Parent of a Grade 3 student, can't figure out the pattern of the following:

Given a rule, extend a pattern and describe it in informal mathematical language:

a) 1, 6, 16, 36, _

b) 2, 6, 14, 30, _

c) 1, 8, 22, 50, _

d) 3, 9, 27, _

e) 2, 7, 17, 37, _

Please help, my daughter is losing her confidence!

We have two responses for you

Hi,

Look at the difference between successive terms. For the sequence 1, 6, 16, 36, _ the differences are

6 - 1 = 5
16 - 6 = 10
36 - 16 = 20

So the sequence starts with 1 and then you add 5 to get 6 and after that you add twice what you added to get the previous term.

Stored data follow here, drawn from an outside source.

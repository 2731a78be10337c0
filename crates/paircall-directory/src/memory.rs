//! In-process directory backend.
//!
//! The store runs in a dedicated tokio task. Handles talk to it through a
//! command channel, so every operation is applied in arrival order and each
//! watcher sees changes in the order they were committed.

use async_trait::async_trait;
use serde_json::Value;
use tokio::sync::{mpsc, oneshot};
use tracing::{debug, trace};

use crate::directory::{split_path, Directory, Subscription};
use crate::error::{DirectoryError, Result};
use crate::tree;

/// Failure switches for exercising error paths in callers.
#[derive(Debug, Clone, Copy, Default, PartialEq, Eq)]
pub struct Faults {
    /// Reject `set` and `remove`.
    pub fail_writes: bool,
    /// Reject `query_children_eq`.
    pub fail_queries: bool,
}

enum Command {
    Get {
        segs: Vec<String>,
        reply: oneshot::Sender<Value>,
    },
    Set {
        path: String,
        segs: Vec<String>,
        value: Value,
        reply: oneshot::Sender<Result<()>>,
    },
    Subscribe {
        segs: Vec<String>,
        tx: mpsc::UnboundedSender<Value>,
    },
    Query {
        path: String,
        segs: Vec<String>,
        field: Vec<String>,
        equals: Value,
        reply: oneshot::Sender<Result<Vec<(String, Value)>>>,
    },
    SetFaults(Faults),
}

struct Watcher {
    segs: Vec<String>,
    tx: mpsc::UnboundedSender<Value>,
    last: Value,
}

/// Cloneable handle to an in-process store. The backing task stops once
/// every handle is dropped.
#[derive(Clone)]
pub struct MemoryDirectory {
    cmd_tx: mpsc::UnboundedSender<Command>,
}

impl MemoryDirectory {
    /// Spawn the store task on the current tokio runtime.
    pub fn spawn() -> Self {
        let (cmd_tx, cmd_rx) = mpsc::unbounded_channel();
        tokio::spawn(run(cmd_rx));
        Self { cmd_tx }
    }

    pub fn set_faults(&self, faults: Faults) {
        let _ = self.cmd_tx.send(Command::SetFaults(faults));
    }

    fn send(&self, cmd: Command) -> Result<()> {
        self.cmd_tx.send(cmd).map_err(|_| DirectoryError::Closed)
    }
}

#[async_trait]
impl Directory for MemoryDirectory {
    async fn get(&self, path: &str) -> Result<Value> {
        let segs = split_path(path)?;
        let (reply, rx) = oneshot::channel();
        self.send(Command::Get { segs, reply })?;
        rx.await.map_err(|_| DirectoryError::Closed)
    }

    async fn set(&self, path: &str, value: Value) -> Result<()> {
        let segs = split_path(path)?;
        let (reply, rx) = oneshot::channel();
        self.send(Command::Set {
            path: path.to_string(),
            segs,
            value,
            reply,
        })?;
        rx.await.map_err(|_| DirectoryError::Closed)?
    }

    async fn remove(&self, path: &str) -> Result<()> {
        self.set(path, Value::Null).await
    }

    async fn subscribe(&self, path: &str) -> Result<Subscription> {
        let segs = split_path(path)?;
        let (tx, rx) = mpsc::unbounded_channel();
        self.send(Command::Subscribe { segs, tx })?;
        Ok(Subscription::new(rx))
    }

    async fn query_children_eq(
        &self,
        path: &str,
        field: &str,
        equals: &Value,
    ) -> Result<Vec<(String, Value)>> {
        let segs = split_path(path)?;
        let field = split_path(field)?;
        let (reply, rx) = oneshot::channel();
        self.send(Command::Query {
            path: path.to_string(),
            segs,
            field,
            equals: equals.clone(),
            reply,
        })?;
        rx.await.map_err(|_| DirectoryError::Closed)?
    }
}

async fn run(mut cmd_rx: mpsc::UnboundedReceiver<Command>) {
    let mut root = Value::Null;
    let mut watchers: Vec<Watcher> = Vec::new();
    let mut faults = Faults::default();

    while let Some(cmd) = cmd_rx.recv().await {
        match cmd {
            Command::Get { segs, reply } => {
                let _ = reply.send(tree::get_at(&root, &segs).clone());
            }
            Command::Set {
                path,
                segs,
                value,
                reply,
            } => {
                if faults.fail_writes {
                    let _ = reply.send(Err(DirectoryError::Rejected {
                        operation: "write",
                        path,
                    }));
                    continue;
                }
                trace!(path = %path, value = %value, "memory directory write");
                tree::set_at(&mut root, &segs, value);
                notify(&root, &segs, &mut watchers);
                let _ = reply.send(Ok(()));
            }
            Command::Subscribe { segs, tx } => {
                let current = tree::get_at(&root, &segs).clone();
                if tx.send(current.clone()).is_ok() {
                    watchers.push(Watcher {
                        segs,
                        tx,
                        last: current,
                    });
                }
            }
            Command::Query {
                path,
                segs,
                field,
                equals,
                reply,
            } => {
                if faults.fail_queries {
                    let _ = reply.send(Err(DirectoryError::Rejected {
                        operation: "query",
                        path,
                    }));
                    continue;
                }
                let hits = match tree::get_at(&root, &segs) {
                    Value::Object(children) => children
                        .iter()
                        .filter(|(_, child)| tree::get_at(child, &field) == &equals)
                        .map(|(key, child)| (key.clone(), child.clone()))
                        .collect(),
                    _ => Vec::new(),
                };
                let _ = reply.send(Ok(hits));
            }
            Command::SetFaults(next) => {
                debug!(?next, "memory directory faults updated");
                faults = next;
            }
        }
    }

    debug!("memory directory stopped");
}

fn notify(root: &Value, written: &[String], watchers: &mut Vec<Watcher>) {
    watchers.retain_mut(|w| {
        if !tree::overlaps(&w.segs, written) {
            return !w.tx.is_closed();
        }
        let current = tree::get_at(root, &w.segs);
        if *current == w.last {
            return !w.tx.is_closed();
        }
        w.last = current.clone();
        w.tx.send(current.clone()).is_ok()
    });
}

#[cfg(test)]
mod tests {
    use super::*;
    use serde_json::json;

    #[tokio::test]
    async fn test_set_get_remove() {
        let dir = MemoryDirectory::spawn();
        dir.set("users/a/status", json!({"type": "Idle"})).await.unwrap();
        assert_eq!(dir.get("users/a/status/type").await.unwrap(), json!("Idle"));

        dir.remove("users/a/status").await.unwrap();
        assert_eq!(dir.get("users/a").await.unwrap(), Value::Null);
    }

    #[tokio::test]
    async fn test_subscription_delivers_first_read_and_changes() {
        let dir = MemoryDirectory::spawn();
        let mut sub = dir.subscribe("users/a/status").await.unwrap();
        assert_eq!(sub.next().await, Some(Value::Null));

        dir.set("users/a/status", json!({"type": "Idle"})).await.unwrap();
        assert_eq!(sub.next().await, Some(json!({"type": "Idle"})));

        // unrelated and unchanged writes are not delivered
        dir.set("users/b/status", json!({"type": "Idle"})).await.unwrap();
        dir.set("users/a/status", json!({"type": "Idle"})).await.unwrap();
        dir.set("users/a/status/type", json!("Connected")).await.unwrap();
        assert_eq!(sub.next().await, Some(json!({"type": "Connected"})));

        // parent removal reaches the child watcher
        dir.remove("users/a").await.unwrap();
        assert_eq!(sub.next().await, Some(Value::Null));
    }

    #[tokio::test]
    async fn test_query_filters_children_in_key_order() {
        let dir = MemoryDirectory::spawn();
        for (id, kind) in [("c", "LookingForMatch"), ("a", "LookingForMatch"), ("b", "Idle")] {
            dir.set(&format!("users/{id}/status"), json!({"type": kind}))
                .await
                .unwrap();
        }
        let hits = dir
            .query_children_eq("users", "status/type", &json!("LookingForMatch"))
            .await
            .unwrap();
        let keys: Vec<_> = hits.into_iter().map(|(k, _)| k).collect();
        assert_eq!(keys, vec!["a", "c"]);
    }

    #[tokio::test]
    async fn test_query_on_empty_tree() {
        let dir = MemoryDirectory::spawn();
        let hits = dir
            .query_children_eq("users", "status/type", &json!("LookingForMatch"))
            .await
            .unwrap();
        assert!(hits.is_empty());
    }

    #[tokio::test]
    async fn test_faults() {
        let dir = MemoryDirectory::spawn();
        dir.set_faults(Faults {
            fail_writes: true,
            fail_queries: true,
        });
        assert!(matches!(
            dir.set("users/a/status", json!(1)).await,
            Err(DirectoryError::Rejected { operation: "write", .. })
        ));
        assert!(dir
            .query_children_eq("users", "status/type", &json!("x"))
            .await
            .is_err());

        dir.set_faults(Faults::default());
        dir.set("users/a/status", json!(1)).await.unwrap();
    }

    #[tokio::test]
    async fn test_dropped_subscription_is_pruned() {
        let dir = MemoryDirectory::spawn();
        let sub = dir.subscribe("users/a/data").await.unwrap();
        drop(sub);
        dir.set("users/a/data", json!("x")).await.unwrap();
        assert_eq!(dir.get("users/a/data").await.unwrap(), json!("x"));
    }

    #[tokio::test]
    async fn test_invalid_path() {
        let dir = MemoryDirectory::spawn();
        assert!(matches!(
            dir.set("users/a.b", json!(1)).await,
            Err(DirectoryError::InvalidPath(_))
        ));
    }
}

This is probably not the way your daughter would say it but the key is that what you add doubles each time.

For d) rather than adding to get the next term look at multiplying.

I hope this helps,
Penny

 

Hi Baffled,

You have different kinds of sequences, but the way first thing I try
is to look at the gaps between consecutive terms. If that doesn't
help, look at the gaps between the gaps, and the gaps between them....

a) 1, 6, 16, 36, _

6-1 = 5 and 16 - 6 = 10 and 36 - 16 = 20, so the first sequence of
gaps is 5, 10, 20. To me, that looks like it doubles each time, so I
think the next gap will be 40. This means the next term in the
original sequence will be 36 + 40 = 76.

b) 2, 6, 14, 30, _

First sequence of gaps: 4, 8, 16...hmmm....these could be doubling too!

c) 1, 8, 22, 50, _

First sequence of gaps: 7, 14, 28.

d) 3, 9, 27, _

First gaps: 6, 18. nothing obvious there.

Maybe we should just look at the original terms themselves! Aren't
they tripling (multiplied by three) each time?

e) 2, 7, 17, 37, _

Can you get this one now that I showed you how I solved the others?

Cheers,
Stephen La Rocque.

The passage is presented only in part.